Redação Culturize-se
Os programas de artes na cidade de Nova York estão registrando um aumento recorde nas inscrições de estudantes, contrariando os altos custos das mensalidades e a percepção de instabilidade das carreiras criativas. À medida que a inteligência artificial transforma os mercados de trabalho tradicionais, muitos jovens estão recorrendo às artes não apenas como forma de autoexpressão, mas como uma resposta significativa à incerteza econômica e tecnológica.
Segundo educadores, esse novo interesse pelas artes vai além dos números de matrícula. “Ainda existem maneiras de construir uma vida baseada no trabalho criativo”, afirmou Dahlia Elsayed, diretora do programa de belas-artes da LaGuardia Community College em entrevista ao The Art Newspaper. Jane South, chefe do departamento de artes da Pratt Institute, acrescentou que, em tempos de instabilidade, “a arte é um espaço de reflexão, resistência e imaginação”.

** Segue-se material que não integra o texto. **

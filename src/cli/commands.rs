//! CLI command definitions.
//!
//! This module defines all CLI commands and their arguments using clap.

use clap::{Args, Parser, Subcommand};
use std::path::PathBuf;

use crate::resources::FolderKind;

/// modkit - Declarative module build and deploy.
#[derive(Parser, Debug)]
#[command(name = "modkit")]
#[command(author, version, about, long_about = None)]
#[command(propagate_version = true)]
pub struct Cli {
    /// Directory holding the modules and `config.<env>.yaml`.
    #[arg(short, long, global = true, default_value = ".", env = "MODKIT_ROOT")]
    pub root: PathBuf,

    /// Target environment.
    #[arg(short, long, global = true, default_value = "dev", env = "MODKIT_ENV")]
    pub env: String,

    /// Enable verbose output.
    #[arg(short, long, global = true)]
    pub verbose: bool,

    /// Output format (text, json).
    #[arg(long, global = true, default_value = "text")]
    pub output: OutputFormat,

    /// Subcommand to execute.
    #[command(subcommand)]
    pub command: Commands,
}

/// Available CLI commands.
#[derive(Subcommand, Debug)]
pub enum Commands {
    /// Resolve, validate and write the modules to the build directory.
    Build {
        /// Output directory.
        #[arg(long, default_value = "build")]
        build_dir: PathBuf,

        /// Keep the existing build directory contents.
        #[arg(long)]
        no_clean: bool,

        /// Check dependencies missing from the build against the platform.
        #[arg(long)]
        verify: bool,

        /// Exit non-zero on warnings too.
        #[arg(long)]
        strict: bool,
    },

    /// Create or update the built resources on the platform.
    Deploy {
        /// Shared deploy options.
        #[command(flatten)]
        target: TargetArgs,

        /// Delete remote resources absent from the build, and recreate changed ones.
        #[arg(long)]
        drop: bool,
    },

    /// Delete the built resources from the platform.
    Clean {
        /// Shared deploy options.
        #[command(flatten)]
        target: TargetArgs,
    },
}

/// Options shared by `deploy` and `clean`.
#[derive(Args, Debug, Clone)]
pub struct TargetArgs {
    /// Directory holding the build output.
    #[arg(long, default_value = "build")]
    pub build_dir: PathBuf,

    /// Report the plan without changing anything.
    #[arg(long)]
    pub dry_run: bool,

    /// Allow deleting resources that hold data.
    #[arg(long)]
    pub drop_data: bool,

    /// Restrict the operation to these resource folders.
    #[arg(long, value_delimiter = ',')]
    pub include: Vec<FolderKind>,
}

/// Output format options.
#[derive(Debug, Clone, Copy, Default, PartialEq, Eq, clap::ValueEnum)]
pub enum OutputFormat {
    /// Human-readable text output.
    #[default]
    Text,
    /// JSON output for scripting.
    Json,
}

impl Cli {
    /// Parses CLI arguments from the command line.
    #[must_use]
    pub fn parse_args() -> Self {
        Self::parse()
    }
}
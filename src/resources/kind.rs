//! Resource-folder kinds and resource kinds.
//!
//! The declaration order of [`ResourceKind`] is the deploy order: every kind
//! appears after all of its upstream kinds.

use serde::{Deserialize, Serialize};
use std::fmt;
use std::str::FromStr;

/// A recognized resource-folder name inside a module.
#[derive(Debug, Clone, Copy, PartialEq, Eq, PartialOrd, Ord, Hash, Serialize, Deserialize)]
#[serde(rename_all = "snake_case")]
pub enum FolderKind {
    /// Access-control groups.
    Auth,
    /// Spaces, containers, views and data models.
    DataModels,
    /// Data sets.
    DataSets,
    /// Raw databases and tables.
    Raw,
    /// Time series.
    Timeseries,
    /// File metadata.
    Files,
    /// Transformations.
    Transformations,
    /// Functions.
    Functions,
    /// Workflows.
    Workflows,
}

impl FolderKind {
    /// Every recognized folder kind.
    pub const ALL: [Self; 9] = [
        Self::Auth,
        Self::DataModels,
        Self::DataSets,
        Self::Raw,
        Self::Timeseries,
        Self::Files,
        Self::Transformations,
        Self::Functions,
        Self::Workflows,
    ];

    /// Directory name of this folder kind.
    #[must_use]
    pub const fn folder_name(self) -> &'static str {
        match self {
            Self::Auth => "auth",
            Self::DataModels => "data_models",
            Self::DataSets => "data_sets",
            Self::Raw => "raw",
            Self::Timeseries => "timeseries",
            Self::Files => "files",
            Self::Transformations => "transformations",
            Self::Functions => "functions",
            Self::Workflows => "workflows",
        }
    }

    /// Resource kinds that can be declared in this folder.
    #[must_use]
    pub const fn kinds(self) -> &'static [ResourceKind] {
        match self {
            Self::Auth => &[ResourceKind::Group],
            Self::DataModels => &[
                ResourceKind::Space,
                ResourceKind::Container,
                ResourceKind::View,
                ResourceKind::DataModel,
            ],
            Self::DataSets => &[ResourceKind::DataSet],
            Self::Raw => &[ResourceKind::RawDatabase, ResourceKind::RawTable],
            Self::Timeseries => &[ResourceKind::TimeSeries],
            Self::Files => &[ResourceKind::FileMetadata],
            Self::Transformations => &[ResourceKind::Transformation],
            Self::Functions => &[ResourceKind::Function],
            Self::Workflows => &[ResourceKind::Workflow],
        }
    }

    /// Routes a declaration file to its resource kind.
    ///
    /// Folders holding several kinds use the type tag before the extension,
    /// e.g. `pump.container.yaml`. Returns `None` when the tag is not known.
    #[must_use]
    pub fn kind_for_file(self, file_name: &str) -> Option<ResourceKind> {
        let tag = type_tag(file_name);
        match self {
            Self::DataModels => match tag? {
                "space" => Some(ResourceKind::Space),
                "container" => Some(ResourceKind::Container),
                "view" => Some(ResourceKind::View),
                "datamodel" => Some(ResourceKind::DataModel),
                _ => None,
            },
            Self::Raw => match tag {
                Some("database") => Some(ResourceKind::RawDatabase),
                _ => Some(ResourceKind::RawTable),
            },
            _ => self.kinds().first().copied(),
        }
    }
}

/// Returns the lowercased type tag of `name.tag.yaml`, if present.
fn type_tag(file_name: &str) -> Option<&str> {
    let stem = file_name
        .strip_suffix(".yaml")
        .or_else(|| file_name.strip_suffix(".yml"))?;
    stem.rsplit_once('.').map(|(_, tag)| tag)
}

impl fmt::Display for FolderKind {
    fn fmt(&self, f: &mut fmt::Formatter<'_>) -> fmt::Result {
        write!(f, "{}", self.folder_name())
    }
}

impl FromStr for FolderKind {
    type Err = String;

    fn from_str(s: &str) -> std::result::Result<Self, Self::Err> {
        Self::ALL
            .into_iter()
            .find(|k| k.folder_name() == s)
            .ok_or_else(|| format!("unknown resource folder '{s}'"))
    }
}

/// A category of platform resource.
#[derive(Debug, Clone, Copy, PartialEq, Eq, PartialOrd, Ord, Hash, Serialize, Deserialize)]
#[serde(rename_all = "snake_case")]
pub enum ResourceKind {
    /// Data modeling space.
    Space,
    /// Data set.
    DataSet,
    /// Raw database.
    RawDatabase,
    /// Raw table.
    RawTable,
    /// Access-control group.
    Group,
    /// Data modeling container.
    Container,
    /// Data modeling view.
    View,
    /// Data model.
    DataModel,
    /// Time series.
    TimeSeries,
    /// File metadata.
    FileMetadata,
    /// Function.
    Function,
    /// Transformation.
    Transformation,
    /// Workflow.
    Workflow,
}

impl ResourceKind {
    /// Every kind in deploy order.
    pub const ALL: [Self; 13] = [
        Self::Space,
        Self::DataSet,
        Self::RawDatabase,
        Self::RawTable,
        Self::Group,
        Self::Container,
        Self::View,
        Self::DataModel,
        Self::TimeSeries,
        Self::FileMetadata,
        Self::Function,
        Self::Transformation,
        Self::Workflow,
    ];

    /// Human-readable plural name.
    #[must_use]
    pub const fn display_name(self) -> &'static str {
        match self {
            Self::Space => "spaces",
            Self::DataSet => "data sets",
            Self::RawDatabase => "raw databases",
            Self::RawTable => "raw tables",
            Self::Group => "groups",
            Self::Container => "containers",
            Self::View => "views",
            Self::DataModel => "data models",
            Self::TimeSeries => "time series",
            Self::FileMetadata => "files",
            Self::Function => "functions",
            Self::Transformation => "transformations",
            Self::Workflow => "workflows",
        }
    }

    /// Folder the kind is declared in.
    #[must_use]
    pub const fn folder(self) -> FolderKind {
        match self {
            Self::Space | Self::Container | Self::View | Self::DataModel => FolderKind::DataModels,
            Self::DataSet => FolderKind::DataSets,
            Self::RawDatabase | Self::RawTable => FolderKind::Raw,
            Self::Group => FolderKind::Auth,
            Self::TimeSeries => FolderKind::Timeseries,
            Self::FileMetadata => FolderKind::Files,
            Self::Function => FolderKind::Functions,
            Self::Transformation => FolderKind::Transformations,
            Self::Workflow => FolderKind::Workflows,
        }
    }

    /// Path segment of the kind's resource API.
    #[must_use]
    pub const fn api_path(self) -> &'static str {
        match self {
            Self::Space => "models/spaces",
            Self::DataSet => "datasets",
            Self::RawDatabase => "raw/dbs",
            Self::RawTable => "raw/tables",
            Self::Group => "groups",
            Self::Container => "models/containers",
            Self::View => "models/views",
            Self::DataModel => "models/datamodels",
            Self::TimeSeries => "timeseries",
            Self::FileMetadata => "files",
            Self::Function => "functions",
            Self::Transformation => "transformations",
            Self::Workflow => "workflows",
        }
    }

    /// Position in the deploy order.
    #[must_use]
    pub const fn dependency_rank(self) -> u32 {
        self as u32
    }

    /// Maximum number of items per create, update or delete call.
    #[must_use]
    pub const fn batch_limit(self) -> usize {
        match self {
            // A group carries all of its capabilities in one call.
            Self::Group | Self::FileMetadata | Self::Function | Self::Workflow => 1,
            Self::DataSet => 10,
            Self::Space | Self::Container | Self::View | Self::DataModel => 100,
            Self::RawDatabase | Self::RawTable | Self::TimeSeries | Self::Transformation => 1000,
        }
    }

    /// True for kinds whose deletion also deletes bulk data.
    #[must_use]
    pub const fn holds_data(self) -> bool {
        matches!(
            self,
            Self::Space
                | Self::Container
                | Self::RawDatabase
                | Self::RawTable
                | Self::TimeSeries
                | Self::FileMetadata
        )
    }

    /// False for kinds the platform never deletes.
    #[must_use]
    pub const fn deletable(self) -> bool {
        !matches!(self, Self::DataSet)
    }

    /// True for kinds that cannot be updated in place and are dropped then recreated.
    #[must_use]
    pub const fn recreate_on_change(self) -> bool {
        matches!(self, Self::Group | Self::Function)
    }

    /// Kinds whose resources this kind may reference.
    #[must_use]
    pub const fn upstream(self) -> &'static [Self] {
        match self {
            Self::Space | Self::DataSet | Self::RawDatabase => &[],
            Self::RawTable => &[Self::RawDatabase],
            Self::Group => &[Self::Space, Self::DataSet],
            Self::Container => &[Self::Space],
            Self::View => &[Self::Space, Self::Container],
            Self::DataModel => &[Self::Space, Self::View],
            Self::TimeSeries | Self::FileMetadata | Self::Function => &[Self::DataSet],
            Self::Transformation => &[
                Self::Space,
                Self::DataSet,
                Self::RawTable,
                Self::View,
                Self::DataModel,
            ],
            Self::Workflow => &[Self::DataSet, Self::Function, Self::Transformation],
        }
    }
}

impl fmt::Display for ResourceKind {
    fn fmt(&self, f: &mut fmt::Formatter<'_>) -> fmt::Result {
        write!(f, "{}", self.display_name())
    }
}

#[cfg(test)]
mod tests {
    use super::*;

    #[test]
    fn test_upstream_kinds_come_first() {
        for kind in ResourceKind::ALL {
            for upstream in kind.upstream() {
                assert!(
                    upstream.dependency_rank() < kind.dependency_rank(),
                    "{upstream} must deploy before {kind}"
                );
            }
        }
    }

    #[test]
    fn test_data_model_file_routing() {
        let folder = FolderKind::DataModels;
        assert_eq!(folder.kind_for_file("pump.container.yaml"), Some(ResourceKind::Container));
        assert_eq!(folder.kind_for_file("pump.view.yml"), Some(ResourceKind::View));
        assert_eq!(folder.kind_for_file("sp.space.yaml"), Some(ResourceKind::Space));
        assert_eq!(folder.kind_for_file("model.datamodel.yaml"), Some(ResourceKind::DataModel));
        assert_eq!(folder.kind_for_file("pump.yaml"), None);
    }

    #[test]
    fn test_raw_and_single_kind_routing() {
        assert_eq!(
            FolderKind::Raw.kind_for_file("ingest.database.yaml"),
            Some(ResourceKind::RawDatabase)
        );
        assert_eq!(FolderKind::Raw.kind_for_file("assets.yaml"), Some(ResourceKind::RawTable));
        assert_eq!(
            FolderKind::Transformations.kind_for_file("t.yaml"),
            Some(ResourceKind::Transformation)
        );
    }

    #[test]
    fn test_folder_from_str() {
        assert_eq!("data_sets".parse::<FolderKind>(), Ok(FolderKind::DataSets));
        assert!("streamlit".parse::<FolderKind>().is_err());
    }
}
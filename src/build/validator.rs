//! Missing-dependency validation.
//!
//! Every dependency recorded during the build must be defined by the build
//! itself, live in a platform-owned namespace, or exist on the platform.
//! Nothing found here blocks the build: deploy is the enforcement point.

use std::collections::{BTreeMap, BTreeSet};
use tracing::{debug, info};

use super::context::BuildContext;
use super::issue::{BuildIssue, IssueCode};
use crate::platform::ResourceLookup;
use crate::resources::Identifier;

/// Checks the dependency index of a build.
pub struct DependencyValidator<'a> {
    lookup: Option<&'a dyn ResourceLookup>,
}

impl std::fmt::Debug for DependencyValidator<'_> {
    fn fmt(&self, f: &mut std::fmt::Formatter<'_>) -> std::fmt::Result {
        f.debug_struct("DependencyValidator")
            .field("live_lookup", &self.lookup.is_some())
            .finish()
    }
}

impl<'a> DependencyValidator<'a> {
    /// Creates a validator, optionally backed by a live lookup.
    #[must_use]
    pub fn new(lookup: Option<&'a dyn ResourceLookup>) -> Self {
        Self { lookup }
    }

    /// Missing identifiers mapped to every resource that requires them.
    #[must_use]
    pub fn missing(ctx: &BuildContext) -> BTreeMap<Identifier, BTreeSet<Identifier>> {
        let mut missing: BTreeMap<Identifier, BTreeSet<Identifier>> = BTreeMap::new();
        for (owner, deps) in ctx.dependencies() {
            for dep in deps {
                if ctx.contains(dep) {
                    continue;
                }
                if dep.is_platform_reserved() {
                    debug!("{owner} depends on platform-owned {dep}");
                    continue;
                }
                missing.entry(dep.clone()).or_default().insert(owner.clone());
            }
        }
        missing
    }

    /// Returns one issue per missing dependency.
    pub async fn validate(&self, ctx: &BuildContext) -> Vec<BuildIssue> {
        let missing = Self::missing(ctx);
        info!("{} dependencies not defined in the build", missing.len());

        let mut issues = Vec::new();
        for (dep, owners) in missing {
            let required_by = owners
                .iter()
                .map(ToString::to_string)
                .collect::<Vec<_>>()
                .join(", ");
            let location = owners.first().and_then(|o| ctx.source_of(o)).map(ToOwned::to_owned);

            let issue = match self.lookup {
                None => BuildIssue::warning(
                    IssueCode::DEP_001,
                    format!("{dep} is not defined in the build; required by {required_by}"),
                )
                .with_suggestion("Add it to a module, or run with --verify to check the platform"),
                Some(lookup) => match lookup.exists(&dep).await {
                    Ok(true) => continue,
                    Ok(false) => BuildIssue::warning(
                        IssueCode::DEP_002,
                        format!("{dep} does not exist on the platform; required by {required_by}"),
                    )
                    .with_suggestion("Add it to a module or create it before deploying"),
                    Err(e) => BuildIssue::warning(
                        IssueCode::DEP_002,
                        format!("{dep} could not be verified ({e}); required by {required_by}"),
                    ),
                },
            };
            issues.push(match location {
                Some(path) => issue.at(path),
                None => issue,
            });
        }
        issues
    }
}

#[cfg(test)]
mod tests {
    use super::*;
    use crate::build::builder::{BuiltFile, BuiltResource};
    use crate::build::variables::VariableScope;
    use crate::error::{ModkitError, PlatformError};
    use crate::platform::MockResourceLookup;
    use crate::resources::{ResourceKind, ResourceRecord};
    use std::path::PathBuf;

    fn context(yaml_records: &[(ResourceKind, &str)]) -> BuildContext {
        let mut ctx = BuildContext::new(VariableScope::default());
        for (i, (kind, yaml)) in yaml_records.iter().enumerate() {
            let record =
                ResourceRecord::from_yaml(*kind, serde_yaml::from_str(yaml).unwrap()).unwrap();
            let source = PathBuf::from(format!("f{i}.yaml"));
            let resource = BuiltResource {
                identifier: record.identifier(),
                dependencies: record.as_resource().dependencies().into_iter().collect(),
                record,
                source: source.clone(),
                module: String::from("m"),
                issues: Vec::new(),
            };
            ctx.register(
                BuiltFile {
                    module: String::from("m"),
                    folder: kind.folder(),
                    kind: Some(*kind),
                    source,
                    folder_relative: format!("f{i}.yaml"),
                    source_hash: String::new(),
                    is_list: false,
                    resources: vec![resource],
                    issues: Vec::new(),
                },
                "modules/m",
                BTreeSet::new(),
            );
        }
        ctx
    }

    const TRANSFORMATION: &str = "externalId: tr\nname: T\ndataSetExternalId: ds_1\n";

    #[tokio::test]
    async fn test_missing_dataset_without_lookup() {
        let ctx = context(&[(ResourceKind::Transformation, TRANSFORMATION)]);
        let issues = DependencyValidator::new(None).validate(&ctx).await;

        assert_eq!(issues.len(), 1);
        assert_eq!(issues[0].code, IssueCode::DEP_001);
        assert!(issues[0].message.contains("dataset:ds_1"));
        assert!(issues[0].message.contains("transformation:tr"));
        assert_eq!(issues[0].location, Some(PathBuf::from("f0.yaml")));
    }

    #[tokio::test]
    async fn test_dependency_defined_in_build() {
        let ctx = context(&[
            (ResourceKind::Transformation, TRANSFORMATION),
            (ResourceKind::DataSet, "externalId: ds_1\n"),
        ]);
        assert!(DependencyValidator::new(None).validate(&ctx).await.is_empty());
    }

    #[tokio::test]
    async fn test_platform_reserved_is_skipped() {
        let ctx = context(&[(
            ResourceKind::DataModel,
            "space: sp\nexternalId: M\nversion: v1\nviews:\n  - {space: cdf_cdm, externalId: CogniteAsset, version: v1}\n",
        )]);
        let issues = DependencyValidator::new(None).validate(&ctx).await;
        assert_eq!(issues.len(), 1);
        assert!(issues[0].message.contains("space:sp"));
    }

    #[tokio::test]
    async fn test_live_lookup() {
        let ctx = context(&[
            (ResourceKind::Transformation, TRANSFORMATION),
            (
                ResourceKind::TimeSeries,
                "externalId: ts\ndataSetExternalId: ds_2\n",
            ),
            (
                ResourceKind::FileMetadata,
                "externalId: f\nname: f.pdf\ndataSetExternalId: ds_3\n",
            ),
        ]);
        let mut lookup = MockResourceLookup::new();
        lookup.expect_exists().returning(|id| match id {
            Identifier::DataSet { external_id } if external_id == "ds_1" => Ok(true),
            Identifier::DataSet { external_id } if external_id == "ds_2" => Ok(false),
            _ => Err(ModkitError::Platform(PlatformError::network("timeout"))),
        });

        let issues = DependencyValidator::new(Some(&lookup)).validate(&ctx).await;
        assert_eq!(issues.len(), 2);
        assert!(issues.iter().all(|i| i.code == IssueCode::DEP_002));
        assert!(issues[0].message.contains("ds_2"));
        assert!(issues[1].message.contains("could not be verified"));
    }
}
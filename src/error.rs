//! Error types for the modkit build and deploy engine.
//!
//! Only unrecoverable conditions travel through [`ModkitError`]. Per-file
//! validation problems are reported as [`crate::build::BuildIssue`] values and
//! never abort a run.

use std::path::PathBuf;
use thiserror::Error;

/// The main error type for modkit.
#[derive(Debug, Error)]
pub enum ModkitError {
    /// Configuration-related errors.
    #[error("Configuration error: {0}")]
    Config(#[from] ConfigError),

    /// Fatal build errors.
    #[error("Build error: {0}")]
    Build(#[from] BuildError),

    /// Platform API errors.
    #[error("Platform API error: {0}")]
    Platform(#[from] PlatformError),

    /// Planning errors.
    #[error("Planning error: {0}")]
    Plan(#[from] PlanError),

    /// Execution errors.
    #[error("Execution error: {0}")]
    Execute(#[from] ExecuteError),

    /// IO errors.
    #[error("IO error: {0}")]
    Io(#[from] std::io::Error),

    /// Generic internal error.
    #[error("Internal error: {0}")]
    Internal(String),
}

/// Configuration-related errors.
#[derive(Debug, Error)]
pub enum ConfigError {
    /// The configuration file was not found.
    #[error("Configuration file not found: {path}")]
    FileNotFound {
        /// Path to the missing file.
        path: PathBuf,
    },

    /// The configuration file could not be parsed.
    #[error("Failed to parse configuration: {message}")]
    ParseError {
        /// Description of the parse error.
        message: String,
        /// Optional source location.
        location: Option<String>,
    },

    /// Validation failed.
    #[error("Configuration validation failed: {message}")]
    Validation {
        /// Description of the validation error.
        message: String,
        /// Field that failed validation.
        field: Option<String>,
    },

    /// Environment variable is missing.
    #[error("Missing environment variable: {name}")]
    MissingEnvVar {
        /// Name of the missing variable.
        name: String,
    },
}

/// Fatal build errors.
#[derive(Debug, Error)]
pub enum BuildError {
    /// The module root directory does not exist.
    #[error("Module root not found: {path}")]
    ModuleRootNotFound {
        /// Path that was searched.
        path: PathBuf,
    },

    /// A declaration or output file could not be read or written.
    #[error("Failed to access {path}: {message}")]
    FileAccess {
        /// File path.
        path: PathBuf,
        /// Underlying error message.
        message: String,
    },

    /// The build directory is missing or its manifest is unreadable.
    #[error("Invalid build directory {path}: {message}")]
    InvalidBuildDir {
        /// Build directory path.
        path: PathBuf,
        /// What is wrong with it.
        message: String,
    },
}

/// Platform API errors.
#[derive(Debug, Error)]
pub enum PlatformError {
    /// Authentication failed or permission was denied.
    #[error("Platform authentication failed: {message}")]
    AuthenticationFailed {
        /// Description of the auth failure.
        message: String,
    },

    /// The API rejected the request.
    #[error("Platform API request failed: {status} - {message}")]
    ApiRequestFailed {
        /// HTTP status code.
        status: u16,
        /// Error message from API.
        message: String,
    },

    /// Rate limited.
    #[error("Platform API rate limited, retry after {retry_after_secs} seconds")]
    RateLimited {
        /// Seconds to wait before retrying.
        retry_after_secs: u64,
    },

    /// Network error.
    #[error("Network error communicating with the platform: {message}")]
    NetworkError {
        /// Description of the network error.
        message: String,
    },

    /// Invalid response from API.
    #[error("Invalid response from platform API: {message}")]
    InvalidResponse {
        /// Description of the response issue.
        message: String,
    },
}

/// Planning errors.
#[derive(Debug, Error)]
pub enum PlanError {
    /// Remote state for a kind could not be read.
    #[error("Failed to read remote {kind} resources: {message}")]
    RemoteReadFailed {
        /// Resource kind.
        kind: String,
        /// Underlying error.
        message: String,
    },

    /// A remote record could not be interpreted as its kind.
    #[error("Remote {kind} record could not be normalized: {message}")]
    InvalidRemoteRecord {
        /// Resource kind.
        kind: String,
        /// Parse failure.
        message: String,
    },
}

/// Execution errors.
#[derive(Debug, Error)]
pub enum ExecuteError {
    /// Execution was cancelled between batches.
    #[error("Execution cancelled: {reason}")]
    Cancelled {
        /// Reason for cancellation.
        reason: String,
    },
}

/// Result type alias for modkit operations.
pub type Result<T> = std::result::Result<T, ModkitError>;

impl ModkitError {
    /// Creates a new internal error with the given message.
    #[must_use]
    pub fn internal(message: impl Into<String>) -> Self {
        Self::Internal(message.into())
    }

    /// Returns true if this error is transient and the call may be retried.
    #[must_use]
    pub const fn is_retryable(&self) -> bool {
        match self {
            Self::Platform(PlatformError::RateLimited { .. } | PlatformError::NetworkError { .. }) => {
                true
            }
            Self::Platform(PlatformError::ApiRequestFailed { status, .. }) => *status >= 500,
            _ => false,
        }
    }

    /// Returns the suggested retry delay in seconds, if applicable.
    #[must_use]
    pub const fn retry_delay_secs(&self) -> Option<u64> {
        match self {
            Self::Platform(PlatformError::RateLimited { retry_after_secs }) => Some(*retry_after_secs),
            _ => None,
        }
    }
}

impl ConfigError {
    /// Creates a validation error for a specific field.
    #[must_use]
    pub fn validation(message: impl Into<String>, field: impl Into<String>) -> Self {
        Self::Validation {
            message: message.into(),
            field: Some(field.into()),
        }
    }
}

impl BuildError {
    /// Creates a file access error.
    #[must_use]
    pub fn file_access(path: impl Into<PathBuf>, err: &std::io::Error) -> Self {
        Self::FileAccess {
            path: path.into(),
            message: err.to_string(),
        }
    }
}

impl PlatformError {
    /// Creates an API request error.
    #[must_use]
    pub fn api_error(status: u16, message: impl Into<String>) -> Self {
        Self::ApiRequestFailed {
            status,
            message: message.into(),
        }
    }

    /// Creates a network error.
    #[must_use]
    pub fn network(message: impl Into<String>) -> Self {
        Self::NetworkError {
            message: message.into(),
        }
    }
}
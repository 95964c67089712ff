//! Content hashing for build provenance.

use sha2::{Digest, Sha256};

/// Hasher for declaration sources recorded in the build manifest.
#[derive(Debug, Default, Clone, Copy)]
pub struct ContentHasher;

impl ContentHasher {
    /// Creates a new content hasher.
    #[must_use]
    pub const fn new() -> Self {
        Self
    }

    /// Hex-encoded SHA-256 of `content`.
    #[must_use]
    pub fn hash_content(&self, content: &[u8]) -> String {
        hex::encode(Sha256::digest(content))
    }
}

#[cfg(test)]
mod tests {
    use super::*;

    #[test]
    fn test_known_digest() {
        let hasher = ContentHasher::new();
        assert_eq!(
            hasher.hash_content(b""),
            "e3b0c44298fc1c149afbf4c8996fb92427ae41e4649b934ca495991b7852b855"
        );
    }

    #[test]
    fn test_hash_is_deterministic_and_content_sensitive() {
        let hasher = ContentHasher::new();
        let a = hasher.hash_content(b"externalId: ds_1\n");
        assert_eq!(a, hasher.hash_content(b"externalId: ds_1\n"));
        assert_ne!(a, hasher.hash_content(b"externalId: ds_2\n"));
    }
}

Essa mudança reflete uma transformação nas atitudes geracionais em relação ao trabalho e à educação. Com caminhos outrora seguros – como os da tecnologia e do direito – parecendo mais precários, e com a Geração Z entrando no mercado em meio a demissões e à disrupção provocada pela IA, muitos estão optando por carreiras que oferecem valor pessoal em vez de se basearem apenas em métricas tradicionais de sucesso. Sara Greenberger Rafferty, chefe do departamento de arte do Hunter College, observou que os estudantes chegam à universidade ávidos por explorar práticas manuais como a cerâmica – muitas vezes ausentes do currículo escolar.
O crescente interesse também vem de uma desilusão crescente com a vida corporativa. À medida que o significado e a utilidade de um diploma universitário evoluem, a Geração Z parece buscar uma formação que priorize criatividade, comunidade e resiliência diante de um futuro incerto.